#### Exercise instructions:
Find the line with "use leptos::html::Div;" in the entries below. Repeat it, every following line, and the line with "const LOCK_CLOSE: &str", exactly and with nothing added.

Stored dataset items
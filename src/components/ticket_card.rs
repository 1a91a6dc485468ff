//! Ticket Card Component
//!
//! A single ticket: color band, id label, task area and lock icon.

use leptos::html::Div;
use leptos::prelude::*;

use crate::context::BoardContext;
use crate::models::Ticket;
use crate::store::{store_ticket_color, BoardViewStoreFields};

/// Lock icon classes
const LOCK_CLOSE: &str = "fa-solid fa-lock";
const LOCK_OPEN: &str = "fa-solid fa-lock-open";

#[component]
pub fn TicketCard(ticket: Ticket) -> impl IntoView {
    let ctx = use_context::<BoardContext>().expect("BoardContext should be provided");
    let store = ctx.store;

    let id = ticket.id.clone();
    let fallback_color = ticket.color;
    let task_ref = NodeRef::<Div>::new();

    // Display state is derived from the stored record only
    let color = Memo::new({
        let id = id.clone();
        move |_| store_ticket_color(&store, &id).unwrap_or(fallback_color)
    });
    let locked = Memo::new({
        let id = id.clone();
        move |_| !store.unlocked().read().contains(&id)
    });
    let visible = Memo::new({
        let id = id.clone();
        move |_| !store.hidden().read().contains(&id)
    });

    let on_lock = {
        let id = id.clone();
        move |_: web_sys::MouseEvent| {
            let text = task_ref
                .get_untracked()
                .map(|el| el.inner_text())
                .unwrap_or_default();
            if let Some(Err(e)) = ctx.dispatch(|board| board.toggle_lock(&id, &text)) {
                log::error!("[Ticket] Failed to save text for {}: {}", id, e);
            }
        }
    };

    let on_color = {
        let id = id.clone();
        move |_: web_sys::MouseEvent| {
            if let Some(Err(e)) = ctx.dispatch(|board| board.cycle_color(&id)) {
                log::error!("[Ticket] Failed to save color for {}: {}", id, e);
            }
        }
    };

    let on_remove = {
        let id = id.clone();
        move |_: web_sys::MouseEvent| {
            if let Some(Err(e)) = ctx.dispatch(|board| board.click_ticket(&id)) {
                log::error!("[Ticket] Failed to remove {}: {}", id, e);
            }
        }
    };

    view! {
        <div
            class="ticket-cont"
            style=move || if visible.get() { "display: block;" } else { "display: none;" }
            on:click=on_remove
        >
            <div
                class="ticket-color"
                style=move || format!("background-color: {};", color.get())
                on:click=on_color
            ></div>
            <div class="ticket-id">{id.to_string()}</div>
            <div
                class="task-area"
                node_ref=task_ref
                contenteditable=move || if locked.get() { "false" } else { "true" }
            >
                {ticket.task}
            </div>
            <div class="ticket-lock">
                <i
                    class=move || if locked.get() { LOCK_CLOSE } else { LOCK_OPEN }
                    on:click=on_lock
                ></i>
            </div>
        </div>
    }
}
//! Unit tests for the DHCPv6 transport

#[cfg(test)]
mod tests {
    use crate::config::{BootSource, ServerConfig};
    use crate::dhcp::{Dhcpv6Handler, Dhcpv6Server};
    use crate::server::{PxeServer, build_handler};
    use dhcp6::options::{
        ARCH_HTTP_CLIENT, OPT_BOOTFILE_URL, OPT_CLIENT_ARCH_TYPE, OPT_CLIENT_ID, OPT_IA_NA,
        OPT_ORO, OPT_SERVER_ID, OPT_STATUS_CODE,
    };
    use dhcp6::{
        DhcpOption, MessageType, MockAddressPool, MockBootConfiguration, Options, Packet,
        PacketBuilder,
    };
    use std::net::Ipv6Addr;
    use std::sync::Arc;
    use std::time::Duration;
    use tokio::net::UdpSocket;

    const MAC: [u8; 6] = [0x52, 0x54, 0x00, 0xab, 0xcd, 0xef];
    const SERVER_DUID: [u8; 14] = [0, 1, 0, 1, 0x2c, 0, 0, 1, 2, 0, 0, 0, 0, 1];
    const BOOT_URL: &str = "http://[2001:db8::1]/uefi/shim.efi";

    fn client_duid() -> Vec<u8> {
        let mut duid = vec![0, 3, 0, 1];
        duid.extend_from_slice(&MAC);
        duid
    }

    fn handler(pool: MockAddressPool) -> Dhcpv6Handler {
        let boot = MockBootConfiguration::new();
        boot.add_boot_url(&MAC, ARCH_HTTP_CLIENT, BOOT_URL);
        Dhcpv6Handler::new(
            PacketBuilder::new(550, 600).unwrap(),
            SERVER_DUID.to_vec(),
            Arc::new(boot),
            Arc::new(pool),
        )
    }

    fn solicit(request_bootfile: bool) -> Vec<u8> {
        let mut options = Options::new();
        options.add(DhcpOption::new(OPT_CLIENT_ID, client_duid()));
        options.add(DhcpOption::new(OPT_IA_NA, vec![0, 0, 0, 1, 0, 0, 0, 0, 0, 0, 0, 0]));
        options.add(DhcpOption::new(OPT_CLIENT_ARCH_TYPE, ARCH_HTTP_CLIENT.to_be_bytes()));
        if request_bootfile {
            options.add(DhcpOption::new(OPT_ORO, OPT_BOOTFILE_URL.to_be_bytes()));
        }
        Packet::new(MessageType::Solicit, [7, 8, 9], options).marshal()
    }

    fn granting_pool() -> MockAddressPool {
        let pool = MockAddressPool::new();
        pool.grant(&[0, 0, 0, 1], "2001:db8::5".parse().unwrap());
        pool
    }

    #[tokio::test]
    async fn test_solicit_gets_advertise() {
        let reply = handler(granting_pool())
            .handle_datagram(&solicit(true))
            .await
            .expect("reply");
        let reply = Packet::unmarshal(&reply).unwrap();
        assert!(matches!(reply.msg_type, MessageType::Advertise));
        assert_eq!(reply.transaction_id, [7, 8, 9]);
        assert_eq!(reply.options.server_id(), Some(&SERVER_DUID[..]));
        assert_eq!(reply.options.get(OPT_BOOTFILE_URL), Some(BOOT_URL.as_bytes()));
    }

    #[tokio::test]
    async fn test_degraded_reply_is_still_sent() {
        let pool = MockAddressPool::new();
        pool.deny_with("pool exhausted");
        let reply = handler(pool)
            .handle_datagram(&solicit(true))
            .await
            .expect("reply");
        let reply = Packet::unmarshal(&reply).unwrap();
        assert!(reply.options.get(OPT_STATUS_CODE).is_some());
    }

    #[tokio::test]
    async fn test_no_reply_cases() {
        let handler = handler(granting_pool());

        // undecodable
        assert!(handler.handle_datagram(&[1, 0]).await.is_none());
        // no boot file URL in the option request
        assert!(handler.handle_datagram(&solicit(false)).await.is_none());

        // Request addressed to another server
        let mut options = Options::new();
        options.add(DhcpOption::new(OPT_CLIENT_ID, client_duid()));
        options.add(DhcpOption::new(OPT_SERVER_ID, vec![0, 3, 0, 1, 1, 1, 1, 1, 1, 1]));
        options.add(DhcpOption::new(OPT_ORO, OPT_BOOTFILE_URL.to_be_bytes()));
        let request = Packet::new(MessageType::Request, [0; 3], options).marshal();
        assert!(handler.handle_datagram(&request).await.is_none());

        // unknown machine
        let mut options = Options::new();
        options.add(DhcpOption::new(OPT_CLIENT_ID, vec![0, 3, 0, 1, 9, 9, 9, 9, 9, 9]));
        options.add(DhcpOption::new(OPT_ORO, OPT_BOOTFILE_URL.to_be_bytes()));
        let request = Packet::new(MessageType::InformationRequest, [0; 3], options).marshal();
        assert!(handler.handle_datagram(&request).await.is_none());
    }

    #[tokio::test]
    async fn test_release_is_acknowledged() {
        let pool = granting_pool();
        let mut options = Options::new();
        options.add(DhcpOption::new(OPT_CLIENT_ID, client_duid()));
        options.add(DhcpOption::new(OPT_SERVER_ID, SERVER_DUID.to_vec()));
        options.add(DhcpOption::new(OPT_IA_NA, vec![0, 0, 0, 1, 0, 0, 0, 0, 0, 0, 0, 0]));
        let request = Packet::new(MessageType::Release, [4, 5, 6], options).marshal();

        let reply = handler(pool.clone())
            .handle_datagram(&request)
            .await
            .expect("reply");
        let reply = Packet::unmarshal(&reply).unwrap();
        assert!(matches!(reply.msg_type, MessageType::Reply));
        assert_eq!(reply.options.len(), 3);
        assert_eq!(pool.released().len(), 1);
    }

    #[tokio::test]
    async fn test_server_answers_over_udp() {
        // skip where the host has no IPv6 loopback
        let Ok(socket) = UdpSocket::bind("[::1]:0").await else {
            return;
        };
        let Ok(client) = UdpSocket::bind("[::1]:0").await else {
            return;
        };

        let server = Arc::new(PxeServer::with_dhcp(Dhcpv6Server::from_socket(
            socket,
            handler(granting_pool()),
        )));
        let server_addr = server.dhcp().local_addr().unwrap();
        let running = tokio::spawn({
            let server = Arc::clone(&server);
            async move { server.start().await }
        });

        client.send_to(&solicit(true), server_addr).await.unwrap();
        let mut buf = vec![0u8; 1500];
        let (len, from) = tokio::time::timeout(Duration::from_secs(5), client.recv_from(&mut buf))
            .await
            .expect("reply before timeout")
            .unwrap();
        assert_eq!(from, server_addr);
        let reply = Packet::unmarshal(&buf[..len]).unwrap();
        assert!(matches!(reply.msg_type, MessageType::Advertise));
        assert_eq!(reply.transaction_id, [7, 8, 9]);

        server.shutdown();
        tokio::time::timeout(Duration::from_secs(5), running)
            .await
            .expect("server stops")
            .unwrap()
            .unwrap();
    }

    #[tokio::test]
    async fn test_debug_output_shows_identity() {
        let rendered = format!("{:?}", handler(granting_pool()));
        assert!(rendered.starts_with("Dhcpv6Handler"), "{}", rendered);
        assert!(rendered.contains("preferred_lifetime: 550"), "{}", rendered);
        assert!(rendered.contains(&format!("{:?}", SERVER_DUID.to_vec())), "{}", rendered);

        let Ok(socket) = UdpSocket::bind("[::1]:0").await else {
            return;
        };
        let server = PxeServer::with_dhcp(Dhcpv6Server::from_socket(
            socket,
            handler(granting_pool()),
        ));
        let rendered = format!("{:?}", server);
        assert!(rendered.contains("Dhcpv6Server"), "{}", rendered);
        assert!(rendered.contains("Dhcpv6Handler"), "{}", rendered);
    }

    #[tokio::test]
    async fn test_build_handler_from_config() {
        let config = ServerConfig {
            listen_addr: Ipv6Addr::UNSPECIFIED,
            interface_index: 0,
            server_mac: MAC.to_vec(),
            boot: BootSource::Static {
                http_boot_url: BOOT_URL.to_string(),
                ipxe_boot_url: "http://[2001:db8::1]/boot.ipxe".to_string(),
            },
            preference: None,
            dns_servers: Vec::new(),
            pool_start: "2001:db8::100".parse().unwrap(),
            pool_size: 50,
            preferred_lifetime: 550,
            valid_lifetime: 600,
        };
        let handler = build_handler(&config).await.unwrap();
        let duid = handler.server_duid();
        assert_eq!(duid.len(), 14);
        assert_eq!(&duid[0..4], &[0, 1, 0, 1]);
        assert_eq!(&duid[8..], &MAC);

        let config = ServerConfig {
            boot: BootSource::Api {
                url: "not a url".to_string(),
                timeout: Duration::from_secs(1),
            },
            ..config.clone()
        };
        assert!(build_handler(&config).await.is_err());

        let config = ServerConfig {
            boot: BootSource::File {
                path: "/nonexistent/boot-table".into(),
            },
            ..config
        };
        assert!(build_handler(&config).await.is_err());
    }
}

#### Answer for this exercise:
use leptos::html::Div;
use leptos::prelude::*;

use crate::context::BoardContext;
use crate::models::Ticket;
use crate::store::{store_ticket_color, BoardViewStoreFields};

/// Lock icon classes
const LOCK_CLOSE: &str = "fa-solid fa-lock";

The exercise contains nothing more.